A l'origine était la poule ou l'œuf ? Questionnement par l'absurde qui présuppose que la question du pouvoir constituant est aujourd'hui purement formelle, dans la mesure où ce qui est à l'ordre du jour c'est l'initiative de la révision plutôt que l'essence de la création de la loi fondamentale de et dans l'Etat. Car, à moins d'un bouleversement fondamental dans la structure du pouvoir et de ses fondements, donc un déséquilibre global de l'Etat et des institutions y afférentes, la question du pouvoir constituant n'est une simple question de rhétorique théorique.
Au plan du débat doctrinal, en effet, il est fait une distinction entre le pouvoir constituant originaire, celui par qui la création est venue, et le pouvoir constituant dérivé, c'est à dire cette latitude à intervenir sur le corps du texte constitutionnel existant pour y apporter les correctifs nécessaires à la pérennité politique de la pyramide institutionnelle et juridique d'ensemble. Le premier fonde le régime juridique identifiant l'Etat. Le second reproduit à l'infini ce régime. Il exerce un pouvoir de révision. La différence entre l'un et l'autre est édifiante. Du premier dérive le pouvoir du second. L'un crée, l'autre procrée à l'envi, selon la volonté et les exigences de la conjoncture politique dominante. C'est du premier que le second tire son existence. Mais le pouvoir constituant originaire intervient en une fois, dans un moment unique non reproductible, donc générique. En cela il est fondateur. Après quoi, c'est la mécanique de la reproduction qui agit. Le pouvoir constituant dérivé tombe dans le cycle de la reproduction. Il ne produit pas, il reproduit.

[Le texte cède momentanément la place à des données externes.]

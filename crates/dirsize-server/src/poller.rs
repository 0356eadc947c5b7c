/// Poller — runs scan cycles on a background thread and keeps the
/// registry current.
///
/// Each cycle gets a fresh [`IoBudget`] and [`DirWalker`]; the
/// [`ScanReconciler`] is the only state carried between cycles. Cycles
/// start `wait_time` apart, or back-to-back when a cycle overruns. There is
/// no catch-up for missed starts.
///
/// The wait between cycles is a `recv_timeout` on the shutdown channel, so
/// [`PollerHandle::stop`] takes effect between cycles. A running cycle is
/// never interrupted.
use crate::config::ExporterConfig;
use crate::registry::MetricsRegistry;
use crossbeam_channel::{Receiver, RecvTimeoutError, Sender};
use dirsize_core::fs::LocalFs;
use dirsize_core::model::size::format_size;
use dirsize_core::{CycleSummary, DirWalker, IoBudget, ScanReconciler, ScanResult};
use std::thread;
use std::time::Instant;
use tokio::sync::oneshot;
use tracing::{error, info, warn};

pub struct Poller {
    config: ExporterConfig,
    registry: MetricsRegistry,
    reconciler: ScanReconciler,
}

impl Poller {
    pub fn new(config: ExporterConfig, registry: MetricsRegistry) -> Self {
        Self {
            config,
            registry,
            reconciler: ScanReconciler::new(),
        }
    }

    /// Run one full scan cycle.
    pub fn run_once(&mut self) -> ScanResult<CycleSummary> {
        let mut walker = DirWalker::with_parts(
            LocalFs,
            IoBudget::new(self.config.iops_budget),
            self.config.volume_rule.clone(),
        );
        self.reconciler
            .run_cycle(&mut walker, &self.config.parent_dir, &mut self.registry)
    }

    /// Run cycles until `shutdown` receives a message or is disconnected.
    ///
    /// A fatal scan error ends the loop and is returned to the caller.
    pub fn run(mut self, shutdown: Receiver<()>) -> ScanResult<()> {
        loop {
            let started = Instant::now();
            let summary = self.run_once().inspect_err(|e| {
                error!("Scan of {} failed: {e}", self.config.parent_dir.display());
            })?;

            info!(
                "Cycle complete: {} directories ({}), {} skipped, {} retracted, {} IO ops, {:?} budget wait, {:?} elapsed",
                summary.published.len(),
                format_size(summary.total_size_bytes),
                summary.skipped,
                summary.retracted.len(),
                summary.io_ops,
                summary.io_wait,
                summary.elapsed,
            );

            let wait = self.config.wait_time.saturating_sub(started.elapsed());
            if wait.is_zero() && !self.config.wait_time.is_zero() {
                warn!(
                    "Cycle took {:?}, longer than the {:?} interval; starting next cycle now",
                    started.elapsed(),
                    self.config.wait_time
                );
            }

            match shutdown.recv_timeout(wait) {
                Err(RecvTimeoutError::Timeout) => continue,
                Ok(()) | Err(RecvTimeoutError::Disconnected) => {
                    info!("Poller stopping");
                    return Ok(());
                }
            }
        }
    }
}

/// Handle to the background poller thread.
pub struct PollerHandle {
    /// Resolves with the poller's result once the thread exits.
    pub exited: oneshot::Receiver<ScanResult<()>>,
    shutdown_tx: Sender<()>,
    _thread: thread::JoinHandle<()>,
}

impl PollerHandle {
    /// Ask the poller to stop before its next cycle. Non-blocking.
    pub fn stop(&self) {
        let _ = self.shutdown_tx.try_send(());
    }
}

/// Start the poller on a named background thread.
pub fn start_poller(
    config: ExporterConfig,
    registry: MetricsRegistry,
) -> std::io::Result<PollerHandle> {
    let (shutdown_tx, shutdown_rx) = crossbeam_channel::bounded::<()>(1);
    let (exit_tx, exited) = oneshot::channel();

    let thread = thread::Builder::new()
        .name("dirsize-poller".into())
        .spawn(move || {
            info!(
                "Scanning subdirectories of {} every {:?} at {} IOPS",
                config.parent_dir.display(),
                config.wait_time,
                config.iops_budget
            );
            let result = Poller::new(config, registry).run(shutdown_rx);
            let _ = exit_tx.send(result);
        })?;

    Ok(PollerHandle {
        exited,
        shutdown_tx,
        _thread: thread,
    })
}
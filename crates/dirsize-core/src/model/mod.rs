/// Data model for directory measurements.
pub mod size;
pub mod snapshot;

pub use snapshot::{unix_seconds, DirectorySnapshot};
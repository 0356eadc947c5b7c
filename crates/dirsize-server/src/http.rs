//! Axum HTTP routes for the metrics endpoint.

use crate::error::ServerError;
use crate::exposition::CONTENT_TYPE;
use crate::registry::MetricsRegistry;
use axum::extract::State;
use axum::http::header;
use axum::response::{Html, IntoResponse};
use axum::routing::get;
use axum::Router;
use std::future::Future;
use std::net::SocketAddr;
use tracing::info;

pub fn build_router(registry: MetricsRegistry) -> Router {
    Router::new()
        .route("/", get(index))
        .route("/metrics", get(metrics))
        .route("/health", get(health))
        .with_state(registry)
}

async fn index() -> Html<&'static str> {
    Html(
        "<html><head><title>dirsize exporter</title></head>\
         <body><h1>dirsize exporter</h1><p><a href=\"/metrics\">Metrics</a></p></body></html>",
    )
}

async fn metrics(State(registry): State<MetricsRegistry>) -> impl IntoResponse {
    ([(header::CONTENT_TYPE, CONTENT_TYPE)], registry.render())
}

async fn health() -> &'static str {
    "ok"
}

/// Serve the metrics endpoint on `addr` until `shutdown` resolves.
pub async fn serve(
    addr: SocketAddr,
    registry: MetricsRegistry,
    shutdown: impl Future<Output = ()> + Send + 'static,
) -> Result<(), ServerError> {
    let listener = tokio::net::TcpListener::bind(addr)
        .await
        .map_err(|source| ServerError::Bind { addr, source })?;
    info!("Serving metrics on http://{addr}/metrics");

    axum::serve(listener, build_router(registry))
        .with_graceful_shutdown(shutdown)
        .await?;
    Ok(())
}
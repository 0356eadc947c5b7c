/// Volume directory redirection.
///
/// Some managed volumes keep their real data one level below a fixed
/// wrapper directory. A top-level directory whose name contains the volume
/// marker is searched for the first child directory holding the payload
/// marker directory; that child is measured instead, and the result is
/// reported under the wrapper's name so series stay stable across
/// re-provisioning.
use crate::error::{FsOp, ScanResult};
use crate::fs::Filesystem;
use crate::scanner::budget::Clock;
use crate::scanner::walker::DirWalker;
use std::path::{Path, PathBuf};
use tracing::debug;

/// Marker substring of volume directory names.
pub const DEFAULT_VOLUME_MARKER: &str = "tlon_";

/// Name of the directory identifying a volume's payload.
pub const DEFAULT_PAYLOAD_MARKER: &str = ".urb";

#[derive(Debug, Clone, PartialEq, Eq)]
pub struct VolumeRule {
    pub volume_marker: String,
    pub payload_marker: String,
}

impl Default for VolumeRule {
    fn default() -> Self {
        Self::new(DEFAULT_VOLUME_MARKER, DEFAULT_PAYLOAD_MARKER)
    }
}

impl VolumeRule {
    pub fn new(volume_marker: impl Into<String>, payload_marker: impl Into<String>) -> Self {
        Self {
            volume_marker: volume_marker.into(),
            payload_marker: payload_marker.into(),
        }
    }

    /// Whether a top-level directory name follows the volume convention.
    pub fn is_volume(&self, dir_name: &str) -> bool {
        dir_name.contains(self.volume_marker.as_str())
    }

    /// Find the first child directory of `volume_dir` containing the payload
    /// marker directory. Children are visited in name order.
    ///
    /// Returns `None` when the volume has no payload, or when the volume
    /// itself disappeared or became unreadable.
    pub fn find_payload<F: Filesystem, C: Clock>(
        &self,
        walker: &mut DirWalker<F, C>,
        volume_dir: &Path,
    ) -> ScanResult<Option<PathBuf>> {
        let Some(mut names) = walker.query(FsOp::List, volume_dir, |fs, p| fs.read_dir_names(p))?
        else {
            return Ok(None);
        };
        names.sort();

        for name in names {
            let candidate = volume_dir.join(&name);
            if !walker.is_dir_following_links(&candidate) {
                continue;
            }

            let marker = candidate.join(&self.payload_marker);
            if walker.is_dir_following_links(&marker) {
                debug!(
                    "Volume {} redirects to payload {}",
                    volume_dir.display(),
                    candidate.display()
                );
                return Ok(Some(candidate));
            }
        }
        Ok(None)
    }
}
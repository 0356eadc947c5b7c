/// End-to-end walker tests against real temporary directory trees.
///
/// Expected values are computed from `symlink_metadata` of every entry, so
/// the assertions hold regardless of how the host filesystem sizes
/// directories.
use dirsize_core::scanner::{DirWalker, IoBudget, VolumeRule};
use dirsize_core::fs::LocalFs;
use dirsize_core::{DirectorySnapshot, ScanReconciler, SnapshotSink};
use std::collections::BTreeMap;
use std::fs;
use std::io::Write;
use std::path::Path;
use std::time::{Duration, SystemTime};
use tempfile::TempDir;

// ── Helpers ──────────────────────────────────────────────────────────────────

/// ```text
/// home/
///   notes.txt      (100 bytes)
///   src/
///     main.rs      (200 bytes)
///     deep/
///       blob.bin   (300 bytes)
///   empty/
/// ```
fn build_home(root: &Path) {
    let deep = root.join("src").join("deep");
    fs::create_dir_all(&deep).unwrap();
    fs::create_dir_all(root.join("empty")).unwrap();
    write_bytes(&root.join("notes.txt"), 100);
    write_bytes(&root.join("src").join("main.rs"), 200);
    write_bytes(&deep.join("blob.bin"), 300);
}

fn write_bytes(path: &Path, n: usize) {
    let mut f = fs::File::create(path).unwrap();
    f.write_all(&vec![0u8; n]).unwrap();
}

/// Ground truth: (total size, entry count, oldest mtime, latest mtime),
/// with links measured unresolved.
fn expected_totals(root: &Path) -> (u64, u64, SystemTime, SystemTime) {
    let meta = fs::symlink_metadata(root).unwrap();
    let mtime = meta.modified().unwrap();
    let mut totals = (meta.len(), 1u64, mtime, mtime);

    for entry in fs::read_dir(root).unwrap() {
        let path = entry.unwrap().path();
        let meta = fs::symlink_metadata(&path).unwrap();
        if meta.is_dir() {
            let (size, count, oldest, latest) = expected_totals(&path);
            totals.0 += size;
            totals.1 += count;
            totals.2 = totals.2.min(oldest);
            totals.3 = totals.3.max(latest);
        } else {
            let m = meta.modified().unwrap();
            totals.0 += meta.len();
            totals.1 += 1;
            totals.2 = totals.2.min(m);
            totals.3 = totals.3.max(m);
        }
    }
    totals
}

#[derive(Default)]
struct SizeSink(BTreeMap<String, u64>);

impl SnapshotSink for SizeSink {
    fn publish(&mut self, name: &str, snapshot: DirectorySnapshot) {
        self.0.insert(name.to_owned(), snapshot.total_size_bytes);
    }

    fn retract(&mut self, name: &str) -> bool {
        self.0.remove(name).is_some()
    }
}

fn set_mtime(path: &Path, t: SystemTime) {
    fs::File::options()
        .write(true)
        .open(path)
        .unwrap()
        .set_modified(t)
        .unwrap();
}

// ── Tests ─────────────────────────────────────────────────────────────────────

#[test]
fn measure_matches_ground_truth() {
    let tmp = TempDir::new().unwrap();
    let home = tmp.path().join("alice");
    build_home(&home);

    let snap = DirWalker::new(100_000).measure(&home).unwrap().unwrap();
    let (size, count, oldest, latest) = expected_totals(&home);

    assert_eq!(snap.name, "alice");
    assert_eq!(snap.total_size_bytes, size);
    assert!(snap.total_size_bytes >= 600);
    // alice, notes.txt, src, main.rs, deep, blob.bin, empty
    assert_eq!(snap.entry_count, 7);
    assert_eq!(snap.entry_count, count);
    assert_eq!(snap.oldest_modified, oldest);
    assert_eq!(snap.latest_modified, latest);
    assert!(snap.oldest_modified <= snap.latest_modified);
}

#[test]
fn mtime_bounds_track_file_timestamps() {
    let tmp = TempDir::new().unwrap();
    let home = tmp.path().join("bob");
    build_home(&home);

    let ancient = SystemTime::UNIX_EPOCH + Duration::from_secs(1_000_000);
    set_mtime(&home.join("src").join("deep").join("blob.bin"), ancient);

    let snap = DirWalker::new(100_000).measure(&home).unwrap().unwrap();
    assert_eq!(snap.oldest_modified, ancient);
    assert_eq!(snap.latest_modified, expected_totals(&home).3);
}

#[test]
fn empty_directory_is_a_single_entry() {
    let tmp = TempDir::new().unwrap();
    let snap = DirWalker::new(100).measure(tmp.path()).unwrap().unwrap();
    assert_eq!(snap.entry_count, 1);
    assert_eq!(snap.total_size_bytes, fs::metadata(tmp.path()).unwrap().len());
}

#[test]
fn missing_directory_is_absent() {
    let tmp = TempDir::new().unwrap();
    let result = DirWalker::new(100).measure(&tmp.path().join("deleted")).unwrap();
    assert!(result.is_none());
}

#[cfg(unix)]
#[test]
fn symlinks_count_once_and_are_not_followed() {
    let tmp = TempDir::new().unwrap();
    let home = tmp.path().join("carol");
    build_home(&home);

    // A link to a large file outside the tree and a link to a directory
    // inside it. Neither target may be counted through the link.
    let outside = tmp.path().join("huge.bin");
    write_bytes(&outside, 1_000_000);
    std::os::unix::fs::symlink(&outside, home.join("huge-link")).unwrap();
    std::os::unix::fs::symlink(home.join("src"), home.join("src-link")).unwrap();

    let snap = DirWalker::new(100_000).measure(&home).unwrap().unwrap();
    let (size, count, _, _) = expected_totals(&home);

    assert_eq!(snap.total_size_bytes, size);
    assert_eq!(snap.entry_count, 9);
    assert_eq!(snap.entry_count, count);
    assert!(snap.total_size_bytes < 1_000_000);
}

#[test]
fn volume_reports_payload_size_under_its_own_name() {
    let tmp = TempDir::new().unwrap();
    let volume = tmp.path().join("tlon_sampel");
    let payload = volume.join("sampel");
    fs::create_dir_all(payload.join(".urb")).unwrap();
    write_bytes(&payload.join(".urb").join("log"), 2_000);
    write_bytes(&volume.join("wrapper-junk.bin"), 50_000);

    let mut walker = DirWalker::new(100_000);
    let direct = walker.measure(&payload).unwrap().unwrap();
    let (name, snap) = walker
        .measure_top_level_entry(tmp.path(), "tlon_sampel")
        .unwrap()
        .unwrap();

    assert_eq!(name, "tlon_sampel");
    assert_eq!(snap.name, "tlon_sampel");
    assert_eq!(snap.total_size_bytes, direct.total_size_bytes);
    assert_eq!(snap.entry_count, direct.entry_count);
    assert!(snap.total_size_bytes < 50_000);
}

#[test]
fn volume_without_payload_marker_is_measured_whole() {
    let tmp = TempDir::new().unwrap();
    let volume = tmp.path().join("tlon_bus");
    build_home(&volume);

    let mut walker = DirWalker::new(100_000);
    let whole = walker.measure(&volume).unwrap().unwrap();
    let (_, snap) = walker
        .measure_top_level_entry(tmp.path(), "tlon_bus")
        .unwrap()
        .unwrap();

    assert_eq!(snap.total_size_bytes, whole.total_size_bytes);
    assert_eq!(snap.entry_count, whole.entry_count);
}

#[test]
fn custom_volume_rule_redirects() {
    let tmp = TempDir::new().unwrap();
    let volume = tmp.path().join("pvc-1234");
    fs::create_dir_all(volume.join("data").join("PAYLOAD")).unwrap();
    write_bytes(&volume.join("outer.bin"), 10_000);

    let mut walker = DirWalker::with_parts(
        LocalFs,
        IoBudget::new(100_000),
        VolumeRule::new("pvc-", "PAYLOAD"),
    );
    let direct = walker.measure(&volume.join("data")).unwrap().unwrap();
    let (name, snap) = walker
        .measure_top_level_entry(tmp.path(), "pvc-1234")
        .unwrap()
        .unwrap();
    assert_eq!(name, "pvc-1234");
    assert_eq!(snap.total_size_bytes, direct.total_size_bytes);
}

#[test]
fn top_level_entries_lists_only_directories() {
    let tmp = TempDir::new().unwrap();
    build_home(&tmp.path().join("alice"));
    fs::create_dir(tmp.path().join("bob")).unwrap();
    write_bytes(&tmp.path().join("stray.txt"), 10);

    let mut walker = DirWalker::new(100_000);
    let entries: Vec<_> = walker
        .top_level_entries(tmp.path())
        .unwrap()
        .collect::<Result<_, _>>()
        .unwrap();

    let names: Vec<&str> = entries.iter().map(|(n, _)| n.as_str()).collect();
    assert_eq!(names, vec!["alice", "bob"]);
    assert_eq!(entries[0].1.entry_count, 7);
    assert_eq!(entries[1].1.entry_count, 1);
}

#[test]
fn tiny_budget_still_completes() {
    let tmp = TempDir::new().unwrap();
    fs::create_dir(tmp.path().join("one")).unwrap();

    // root: stat + list + classify, one: stat + list = 5 ops; budget 1 means
    // at least one forced wait.
    let mut walker = DirWalker::new(1);
    let snap = walker.measure(tmp.path()).unwrap().unwrap();
    assert_eq!(snap.entry_count, 2);
    assert!(walker.budget().total_waited() > Duration::ZERO);
}

#[cfg(unix)]
#[test]
fn self_linked_top_level_entry_does_not_abort_the_cycle() {
    let tmp = TempDir::new().unwrap();
    build_home(&tmp.path().join("alice"));
    std::os::unix::fs::symlink("loop", tmp.path().join("loop")).unwrap();

    let mut sink = SizeSink::default();
    let summary = ScanReconciler::new()
        .run_cycle(&mut DirWalker::new(100_000), tmp.path(), &mut sink)
        .unwrap();

    assert_eq!(summary.published, vec!["alice"]);
    let (size, _, _, _) = expected_totals(&tmp.path().join("alice"));
    assert_eq!(sink.0.get("alice"), Some(&size));
    assert!(!sink.0.contains_key("loop"));
}

#[cfg(unix)]
#[test]
fn self_linked_children_inside_a_volume_fall_back_to_the_volume() {
    let tmp = TempDir::new().unwrap();
    let volume = tmp.path().join("tlon_zod");
    let inner = volume.join("zod");
    fs::create_dir_all(&inner).unwrap();
    write_bytes(&inner.join("pier.bin"), 700);
    write_bytes(&volume.join("outer.bin"), 3_000);
    // One loop where a payload candidate is expected, one where its
    // marker is expected.
    std::os::unix::fs::symlink("cyc", volume.join("cyc")).unwrap();
    std::os::unix::fs::symlink(".urb", inner.join(".urb")).unwrap();

    let mut walker = DirWalker::new(100_000);
    let whole = walker.measure(&volume).unwrap().unwrap();
    let (name, snap) = walker
        .measure_top_level_entry(tmp.path(), "tlon_zod")
        .unwrap()
        .unwrap();

    assert_eq!(name, "tlon_zod");
    assert_eq!(snap.total_size_bytes, whole.total_size_bytes);
    assert_eq!(snap.entry_count, whole.entry_count);
    assert!(snap.total_size_bytes > 3_000);
}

En Droit Constitutionnel, le pouvoir constituant se trouve à la base du régime politico-juridique qui fonde, au départ, l'Etat : La monarchie dans le cas du Maroc moderne. Dans cet acte, ce pouvoir ne tient d'aucune autre source la faculté d'intervenir pour façonner ce qui servira de repère obligatoire à tout acte d'Etat, à toute activité sociale organisée, à toute sanction contre la déviation. Quel est ce pouvoir constituant ?
Ce peut être un homme. Le cas du Maroc (le roi, assisté en cela, ou non, d'un conseil de spécialistes). Ce peut être aussi un collège créé en réponse à une demande et à un besoin : l'assemblée, constituante ou non.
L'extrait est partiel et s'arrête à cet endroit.